If you choose to rely on FDA’s finding of safety and/or effectiveness for a listed drug(s) and you intend to use your proposed comparative clinical trial to establish a bridge between your proposed drug product and the specified listed drug(s), then you should use the specified listed drug(s) (rather than a bioequivalent ANDA product) as the comparator.

In other words, the 505(b)(2) pathway, according to FDA, contemplates a 505(b)(2) applicant’s reliance on the Agency’s finding of safety and effectiveness that is contained in an NDA; and because an ANDA does not contain this finding, it cannot serve as a “listed drug for which FDA has made a finding of safety and effectiveness.” 

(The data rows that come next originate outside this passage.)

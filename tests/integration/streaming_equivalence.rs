#![allow(missing_docs)]

use std::sync::Arc;

use gitmill::analyze::ReportMap;
use gitmill::config::{EngineConfig, StreamingMode};
use gitmill::stream::{RunOutcome, StreamingOrchestrator};
use gitmill::testkit::{self, NdjsonSink, NullParser, SyntheticRepo};

const MIB: i64 = 1024 * 1024;

fn run_engine(
    repo: &Arc<SyntheticRepo>,
    config: EngineConfig,
    with_parser: bool,
) -> RunOutcome {
    let (analyzers, core_count) = testkit::standard_analyzers();
    let parser = with_parser
        .then(|| Arc::new(NullParser) as Arc<dyn gitmill::pipeline::uast::UastParser>);
    let engine = StreamingOrchestrator::new(
        Arc::clone(repo) as Arc<dyn gitmill::Repository>,
        analyzers,
        core_count,
        parser,
        config,
    )
    .expect("engine");
    engine.run().expect("run")
}

fn to_yaml(reports: &ReportMap, analyzer: &str) -> String {
    serde_yaml::to_string(&reports[analyzer]).expect("yaml")
}

fn streaming_config() -> EngineConfig {
    let mut config = EngineConfig::default();
    // Small budget with zero overhead: chunk size clamps to the minimum,
    // forcing several chunks and hibernation cycles over 150 commits.
    config.memory_budget = 10 * MIB;
    config.pipeline_overhead = 0;
    config.streaming = StreamingMode::On;
    config.max_buffering = 1;
    config
}

#[test]
fn small_repo_unlimited_budget_runs_one_chunk() {
    let repo = Arc::new(SyntheticRepo::generate(21, 100, 4));
    let outcome = run_engine(&repo, EngineConfig::default(), false);

    assert_eq!(outcome.stats.chunks_processed, 1);
    assert_eq!(outcome.stats.hibernation_cycles, 0);
    assert_eq!(outcome.stats.checkpoints_saved, 0);
    assert_eq!(outcome.reports.len(), 3);
    let echo = &outcome.reports["tc_echo"];
    assert_eq!(echo["commits_seen"], serde_yaml::Value::from(100u64));
}

#[test]
fn streaming_matches_single_pass_byte_for_byte() {
    let repo = Arc::new(SyntheticRepo::generate(42, 150, 5));

    let mut single_pass = EngineConfig::default();
    single_pass.streaming = StreamingMode::Off;
    let baseline = run_engine(&repo, single_pass, false);
    assert_eq!(baseline.stats.chunks_processed, 1);

    let streamed = run_engine(&repo, streaming_config(), false);
    assert!(
        streamed.stats.chunks_processed >= 3,
        "expected several chunks, got {}",
        streamed.stats.chunks_processed
    );
    assert!(streamed.stats.hibernation_cycles >= 2);

    for analyzer in ["line_stats", "tc_echo"] {
        assert_eq!(
            to_yaml(&baseline.reports, analyzer),
            to_yaml(&streamed.reports, analyzer),
            "deterministic analyzer {analyzer} must render identical YAML"
        );
    }
    // The cpu-heavy leaf is fork/merged; its sums are order-independent.
    assert_eq!(
        to_yaml(&baseline.reports, "churn"),
        to_yaml(&streamed.reports, "churn")
    );
}

#[test]
fn double_buffering_changes_nothing_observable() {
    let repo = Arc::new(SyntheticRepo::generate(77, 200, 3));

    let mut config = streaming_config();
    config.max_buffering = 1;
    let unbuffered = run_engine(&repo, config, false);

    // A roomier budget raises the chunk size enough for the work pool to
    // carry overlapped chunks, so prefetch actually engages; the chunking
    // also differs from the unbuffered run, which strengthens the check.
    let mut config = streaming_config();
    config.memory_budget = 64 * MIB;
    config.max_buffering = 3;
    let buffered = run_engine(&repo, config, false);

    for analyzer in ["line_stats", "tc_echo", "churn"] {
        assert_eq!(
            to_yaml(&unbuffered.reports, analyzer),
            to_yaml(&buffered.reports, analyzer)
        );
    }
}

#[test]
fn iterator_mode_matches_materialized_run() {
    let repo = Arc::new(SyntheticRepo::generate(9, 180, 4));
    let total = repo.len();

    let materialized = run_engine(&repo, streaming_config(), false);

    let (analyzers, core_count) = testkit::standard_analyzers();
    let engine = StreamingOrchestrator::new(
        Arc::clone(&repo) as Arc<dyn gitmill::Repository>,
        analyzers,
        core_count,
        None,
        streaming_config(),
    )
    .expect("engine");
    let iterated = engine.run_with_iterator(total).expect("iterator run");

    for analyzer in ["line_stats", "tc_echo", "churn"] {
        assert_eq!(
            to_yaml(&materialized.reports, analyzer),
            to_yaml(&iterated.reports, analyzer)
        );
    }
}

#[test]
fn parse_stage_spills_wide_commits() {
    let repo = Arc::new(SyntheticRepo::generate(3, 80, 2));
    let outcome = run_engine(&repo, EngineConfig::default(), true);
    assert!(
        outcome.stats.pipeline.spilled_commits >= 1,
        "the wide commit should spill its parses"
    );
    assert!(outcome.stats.pipeline.parses > 0);
}

#[test]
fn commits_by_tick_is_injected_and_covers_history() {
    let repo = Arc::new(SyntheticRepo::generate(11, 120, 3));
    let outcome = run_engine(&repo, EngineConfig::default(), false);

    let line_stats = &outcome.reports["line_stats"];
    let by_tick = line_stats["commits_by_tick"]
        .as_mapping()
        .expect("commits_by_tick must be injected as a mapping");
    let commit_count: usize = by_tick
        .values()
        .map(|entries| entries.as_sequence().map(Vec::len).unwrap_or(0))
        .sum();
    assert_eq!(commit_count, 120);
}

#[test]
fn tc_sink_mode_returns_empty_but_present_reports() {
    let repo = Arc::new(SyntheticRepo::generate(5, 90, 2));
    let (analyzers, core_count) = testkit::standard_analyzers();
    let mut engine = StreamingOrchestrator::new(
        Arc::clone(&repo) as Arc<dyn gitmill::Repository>,
        analyzers,
        core_count,
        None,
        EngineConfig::default(),
    )
    .expect("engine");

    let sink_file = tempfile::NamedTempFile::new().expect("sink file");
    let sink_path = sink_file.path().to_path_buf();
    engine.set_tc_sink(Box::new(NdjsonSink::new(
        sink_file.reopen().expect("reopen sink"),
    )));

    let outcome = engine.run().expect("run");
    // Ran, but aggregators were bypassed: empty map, not a missing one.
    assert!(outcome.reports.is_empty());

    let lines = std::fs::read_to_string(sink_path).expect("sink contents");
    let count = lines.lines().count();
    // Three leaves, one record per commit each.
    assert_eq!(count, 90 * 3);
    for line in lines.lines().take(5) {
        let value: serde_json::Value = serde_json::from_str(line).expect("valid NDJSON");
        assert!(value["analyzer"].is_string());
        assert!(value["tick"].is_u64());
    }
}

#[test]
fn analyzer_error_aborts_the_chunk() {
    use gitmill::analyze::Analyzer;
    use gitmill::model::Tc;
    use gitmill::runner::ConsumeContext;

    struct FailingLeaf;

    impl Analyzer for FailingLeaf {
        fn as_any_mut(&mut self) -> &mut dyn std::any::Any {
            self
        }
        fn name(&self) -> &str {
            "failing"
        }
        fn flag(&self) -> &str {
            "failing"
        }
        fn consume(&mut self, ctx: &mut ConsumeContext<'_>) -> gitmill::Result<Option<Tc>> {
            if ctx.data.index == 7 {
                return Err(gitmill::EngineError::Other("synthetic failure".into()));
            }
            Ok(None)
        }
    }

    let repo = Arc::new(SyntheticRepo::generate(15, 30, 2));
    let (mut analyzers, core_count) = testkit::standard_analyzers();
    analyzers.push(Box::new(FailingLeaf));
    let engine = StreamingOrchestrator::new(
        Arc::clone(&repo) as Arc<dyn gitmill::Repository>,
        analyzers,
        core_count,
        None,
        EngineConfig::default(),
    )
    .expect("engine");

    let err = engine.run().expect_err("leaf failure must abort");
    match err {
        gitmill::EngineError::Analyzer { name, .. } => assert_eq!(name, "failing"),
        other => panic!("expected analyzer error, got {other}"),
    }
}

It is unclear whether FDA’s new policy is a one-size-fits-all policy, or whether there are exceptions.  For example, there might be some unique cases where FDA would permit a 505(b)(2) sponsor to cite an ANDA approved pursuant to a DESI proceeding as as a listed drug.  And what about an ANDA approved pursuant to a suitability petition that FDA has designated as a RLD – can a 505(b)(2) sponsor cite such a drug as a listed drug?  Perhaps FDA’s long-awaited proposed regulations implementing the Medicare Modernization Act will address these issues in greater detail.